On conçoit qu'étant sans biens, je ne me proposois pas d'imiter ceux qui avoient accumulé des richesses sur leur propre fond. Il falloit commencer par me rendre utile au service d'autrui, & je n'avois à mettre dans mon entreprise que de la probité & de l'industrie, deux qualités par lesquelles je m'étois fait connoître assez heureusement. Après avoir fait le calcul de ce que je pouvois tirer de mes meubles, unique reste de ma fortune, sur lequel je ne laissois pas de fonder quelques espérances particulieres, je fis confidence de mon embarras & de mes desseins à Georges Sprat, un de nos plus riches Marchands, qui avoit deux Comptoirs également accrédités, l'un dans nos Colonies d'Amérique, & l'autre aux grandes Indes. Il connoissoit anciennement ma famille, & quoique je n'eusse point de liaisons fort étroites avec lui, j'étois sûr qu'ayant toujours fait ma demeure dans son voisinage, il ne pouvoit avoir qu'une favorable opinion de mon caractere. Il reçut honnêtement mes ouvertures, il me fit expliquer non-seulement l'histoire de ma disgrâce, mais l'état présent de mes affaires, & celui de ma famille. Sa curiosité, ou l'intérêt qu'il prit tout d'un coup à ma fortune, l'amena chez moi dès le lendemain, & la vûe de ma femme & de mes enfans, dont la tristesse rendoit assez témoignage au malheur de notre condition, acheva d'échauffer son zéle en ma faveur.
Après avoir laissé passer quelques jours sans me communiquer ses desseins, il me parla d'un Vaisseau qu'il faisoit partir pour Bengale avant la fin du mois, & pour lequel il avoit besoin d'un Supercargoes, que je pouvois être, si je voulois confier mes espérances à la Mer.
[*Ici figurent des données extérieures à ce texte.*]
use axum::{extract::Request, http::StatusCode, middleware::Next, response::Response};
use std::time::Instant;
use tower_http::request_id::{
    MakeRequestUuid, PropagateRequestIdLayer, RequestId, SetRequestIdLayer,
};

/// Log level a finished request is reported at.
#[derive(Debug, Clone, Copy, PartialEq, Eq)]
enum Outcome {
    Ok,
    ClientError,
    ServerError,
}

impl Outcome {
    fn of(status: StatusCode) -> Self {
        if status.is_server_error() {
            Outcome::ServerError
        } else if status.is_client_error() {
            Outcome::ClientError
        } else {
            Outcome::Ok
        }
    }
}

fn request_id(request: &Request) -> String {
    request
        .extensions()
        .get::<RequestId>()
        .and_then(|id| id.header_value().to_str().ok())
        .unwrap_or("unknown")
        .to_string()
}

/// One line per request with id, method, path, status and duration. The
/// query string is left out so search terms and `next` targets stay out of
/// the logs.
pub async fn log_request(request: Request, next: Next) -> Response {
    let start = Instant::now();
    let method = request.method().clone();
    let path = request.uri().path().to_string();
    let req_id = request_id(&request);

    tracing::debug!(request_id = %req_id, method = %method, path = %path, "incoming request");

    let response = next.run(request).await;

    let status = response.status();
    let duration_ms = start.elapsed().as_millis();

    match Outcome::of(status) {
        Outcome::ServerError => tracing::error!(
            request_id = %req_id,
            method = %method,
            path = %path,
            status = %status,
            duration_ms = %duration_ms,
            "request failed"
        ),
        Outcome::ClientError => tracing::warn!(
            request_id = %req_id,
            method = %method,
            path = %path,
            status = %status,
            duration_ms = %duration_ms,
            "request rejected"
        ),
        Outcome::Ok => tracing::info!(
            request_id = %req_id,
            method = %method,
            path = %path,
            status = %status,
            duration_ms = %duration_ms,
            "request completed"
        ),
    }

    response
}

pub fn request_id_layer() -> SetRequestIdLayer<MakeRequestUuid> {
    SetRequestIdLayer::x_request_id(MakeRequestUuid)
}

pub fn propagate_request_id_layer() -> PropagateRequestIdLayer {
    PropagateRequestIdLayer::x_request_id()
}

#[cfg(test)]
mod tests {
    use super::*;
    use axum::{body::Body, middleware, routing::get, Router};
    use tower::ServiceExt;

    #[test]
    fn test_outcome_follows_status_class() {
        assert_eq!(Outcome::of(StatusCode::OK), Outcome::Ok);
        assert_eq!(Outcome::of(StatusCode::SEE_OTHER), Outcome::Ok);
        assert_eq!(Outcome::of(StatusCode::NOT_FOUND), Outcome::ClientError);
        assert_eq!(Outcome::of(StatusCode::SERVICE_UNAVAILABLE), Outcome::ServerError);
    }

    #[tokio::test]
    async fn test_request_id_is_set_and_propagated() {
        let app = Router::new()
            .route("/", get(|| async { "ok" }))
            .layer(propagate_request_id_layer())
            .layer(middleware::from_fn(log_request))
            .layer(request_id_layer());

        let res = app
            .oneshot(axum::http::Request::get("/").body(Body::empty()).unwrap())
            .await
            .unwrap();
        assert_eq!(res.status(), StatusCode::OK);
        assert!(res.headers().contains_key("x-request-id"));
    }
}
J'acceptai cette offre, comme une faveur qui les surpassoit beaucoup; car dans mes premières vûes, je n'avois pensé qu'à obtenir quelque emploi plus borné dans l'un de ses deux Comptoirs. Je conçus qu'avec l'autorité & les privileges d'un Supercargoes, je pourrais tirer un profit considérable des marchandises que je voulois acquérir du prix de mes meubles, sans compter les autres avantages qui sont propres à cette commission. M. Sprat m'apprit lui-même tout ce que je devois espérer d'un premier Voyage. Mais en prenant soin d'arranger mes préparatifs, il supposa trop généreusement que je me reposerois sur lui dans mon absence, de la conduite & de l'entretien de ma famille; elle étoit composée de trois garçons & de deux filles. Mon aîné avoit quatorze ans, la première de mes filles en avoit treize, & la seconde un peu plus d'onze; le plus jeune de mes deux derniers fils n'en avoit que sept.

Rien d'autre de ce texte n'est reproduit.